THE “WEST” AND “SORT OF WEST”
- USA: Americans think only they are sane. The rest of the world thinks Americans are insane and they are sane. And everything in America looks and tastes the same, and their girls are xenophobic.
- Russia: Taking a bath is against the rules unless you do it in vodka.
- Holland: Bikers don’t look right or left and run you over, yelling YOU are stupid. Plus ample dog poop and the only place where I got robbed three times over the years by the same people. Guess once: Starts with an “M”, Holland’s most popular ethnic Moroccan invaders.
- Belgium: Toilet paper cut from old newspapers and no sinks to wash your hands. Language either Flemish or Walloon, either way unintelligible. Breakfast: French fries, mussels, and beer (or “rouge”, red wine). Lots of smokers.
- France: Toilets with black holes, no seats, and pissed-over footsteps and no sinks to wash your hands. Plus subway stink is the world’s worst. And heaps of dog and pigeon poop. Food is way too expensive and waiters are rude. And French love is a myth. Americans in Paris made that up because they don’t know what love is either, only in the movies. But I made some very good friends and had lovely moments.
- Spain: Males can’t leave a girl alone. Females are locked up 24/7. And I can’t sing serenades in Spanish.
- Portugal: As many windmills as in Holland. They look spooky. Don Quixote traveled from Spain to Portugal to fight them.
- Italy: Males can’t leave a girl alone. And females eat too much pasta. And there’s too much pigeon poop, too.
- Germany: One menu only: bier, wurst, und sauerkraut. And too much hoompa hoompa.
- England: no menu at all, only rain, and after joining the EU they still drive on the wrong side of the road. Maybe that will change after Brexit.
- Ireland: All Irish have gone to New York to join the Democratic Party. Only Poles and Romanian pickpockets are left.
- Scotland: Rain, cold weather, smoking chimneys, and nobody speaks English.
- Switzerland: Swiss-French unintelligible; Swiss-German unintelligible, Swiss Italian, well, who knows; I don’t speak Italian. Traffic priority signs for frogs, cows, and turtles. The Swiss put holes in their cheese to attract American off-shore money. Raclette sits in your stomach for two weeks and causes terrible farts that kill your co-worker in seconds.
- Rwanda: Twice destroyed in thirty years with old colonial help.
- Burundi: Twice destroyed in twenty years with old colonial help.
- Central African Republic: snakes in and/or under your bed, wasps in your toilet, and pygmies running between your legs.
- Cameroon: The food looks great but you can’t eat it.
- Congo-Kinshasa: Everybody cheats.
- Congo-Brazaville: Nobody cheats. It’s forbidden by law.
- South Africa: Go visit a shopping mall to get shot at and run for your life.
- Tanzania: Dar es Salaam has too many SUVs and nobody knows how they were paid for.

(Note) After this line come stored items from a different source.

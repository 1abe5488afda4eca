//! Read-through product catalog cache.
//!
//! Serves product detail and list lookups for display. The order engine never
//! trusts these values: price and stock for a reservation are always re-read
//! under the row lock. After any committed stock change the engine calls
//! [`ProductCatalog::invalidate_products`] so listings do not drift far.
//!
//! A miss reads the store and then fills the cache. If an invalidation lands
//! between that read and the fill, the read may predate the commit, so the
//! fill is skipped. Each invalidation bumps a generation counter under a write
//! lock; fills compare against the generation taken before the read.

use std::sync::Arc;
use std::time::Duration;

use moka::future::Cache;
use tokio::sync::RwLock;
use tracing::{debug, instrument};

use cartwright_core::ProductId;

use super::EngineError;
use crate::db::CommerceStore;
use crate::models::{Page, Product};

const LIST_KEY_PREFIX: &str = "product:list:";

/// Cached value types.
#[derive(Debug, Clone)]
enum CacheValue {
    Product(Box<Product>),
    Products(Arc<Vec<Product>>),
}

fn detail_key(id: ProductId) -> String {
    format!("product:detail:{id}")
}

fn list_key(page: Page) -> String {
    format!("{LIST_KEY_PREFIX}{}:{}", page.page, page.size)
}

/// Product lookups backed by a `moka` cache.
#[derive(Clone)]
pub struct ProductCatalog {
    inner: Arc<ProductCatalogInner>,
}

struct ProductCatalogInner {
    store: Arc<dyn CommerceStore>,
    cache: Cache<String, CacheValue>,
    generation: RwLock<u64>,
}

impl ProductCatalog {
    /// Create a catalog over `store`.
    #[must_use]
    pub fn new(store: Arc<dyn CommerceStore>, capacity: u64, ttl: Duration) -> Self {
        let cache = Cache::builder()
            .max_capacity(capacity)
            .time_to_live(ttl)
            .support_invalidation_closures()
            .build();

        Self {
            inner: Arc::new(ProductCatalogInner {
                store,
                cache,
                generation: RwLock::new(0),
            }),
        }
    }

    /// Get a product by ID.
    ///
    /// # Errors
    ///
    /// Returns `NotFound` if the product does not exist, `Storage` if the
    /// lookup fails.
    #[instrument(skip(self), fields(product_id = %id))]
    pub async fn product(&self, id: ProductId) -> Result<Product, EngineError> {
        let cache_key = detail_key(id);

        if let Some(CacheValue::Product(product)) = self.inner.cache.get(&cache_key).await {
            debug!("Cache hit for product");
            return Ok(*product);
        }

        let generation = self.generation().await;
        let product = self
            .inner
            .store
            .product(id)
            .await?
            .ok_or_else(|| EngineError::NotFound(format!("product {id}")))?;

        self.fill(
            cache_key,
            CacheValue::Product(Box::new(product.clone())),
            generation,
        )
        .await;

        Ok(product)
    }

    /// Get a page of products ordered by ID.
    ///
    /// # Errors
    ///
    /// Returns `Storage` if the lookup fails.
    #[instrument(skip(self), fields(page = page.page, size = page.size))]
    pub async fn products(&self, page: Page) -> Result<Vec<Product>, EngineError> {
        let cache_key = list_key(page);

        if let Some(CacheValue::Products(products)) = self.inner.cache.get(&cache_key).await {
            debug!("Cache hit for products");
            return Ok(products.as_ref().clone());
        }

        let generation = self.generation().await;
        let products = self.inner.store.products(page).await?;

        self.fill(
            cache_key,
            CacheValue::Products(Arc::new(products.clone())),
            generation,
        )
        .await;

        Ok(products)
    }

    // =========================================================================
    // Cache Management
    // =========================================================================

    async fn generation(&self) -> u64 {
        *self.inner.generation.read().await
    }

    /// Insert `value` unless an invalidation happened since `generation`.
    async fn fill(&self, key: String, value: CacheValue, generation: u64) {
        let current = self.inner.generation.read().await;
        if *current != generation {
            debug!(key = %key, "Skipping cache fill after invalidation");
            return;
        }
        self.inner.cache.insert(key, value).await;
    }

    /// Drop the detail entries for `ids` and every cached listing.
    pub async fn invalidate_products(&self, ids: &[ProductId]) {
        let mut generation = self.inner.generation.write().await;
        *generation += 1;

        for id in ids {
            self.inner.cache.invalidate(&detail_key(*id)).await;
        }

        if let Err(e) = self
            .inner
            .cache
            .invalidate_entries_if(|key, _| key.starts_with(LIST_KEY_PREFIX))
        {
            tracing::warn!(error = %e, "Failed to invalidate product listings, clearing cache");
            self.inner.cache.invalidate_all();
            self.inner.cache.run_pending_tasks().await;
        }
    }
}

- Kenya: Wildlife is for tourists and the airport road is to kill the tourists.
- Ethiopia: The table cloth is edible but you wouldn’t think that when you go to bed.
- Mali: That’s where Timbuktu is and when I got there I finally understood why everybody says it’s nowhere.
- Guinea: Why for heaven’s sake did the colonialists put that country on the map?
- Ivory Coast: Must be called Côte d’Ivoire to show it was once French and that’s why it is what it is.
- Ghana: The only place in Africa on the West Coast that seemed to work because it had a direct KLM flight from Amsterdam.
- Nigeria: The one place in Africa that should work but doesn’t. Night flight out to safety.
- Bangladesh: Delicacy: cockroached curry. Eating with your fingers; spit reservoirs in every corner of every corridor; toilets are bastions of urine, providing the main perfume in office buildings; and beware of the Dhaka “run” if you want to survive.
- India: more of the same, but a little bit more sophisticated and the best food in the world. And heavenly Kashmir should be declared neutral territory for everyone to enjoy, not just Islamists, not just Hindus, not just Pakistanis. Just let it be.
- Malaysia: A mushroom garden with millions of multicolored edible mushrooms and a McDonald’s in Kuala Lumpur. What a place to live.
- Singapore: The country that everyone wants to ape but only Singaporeans know how to run.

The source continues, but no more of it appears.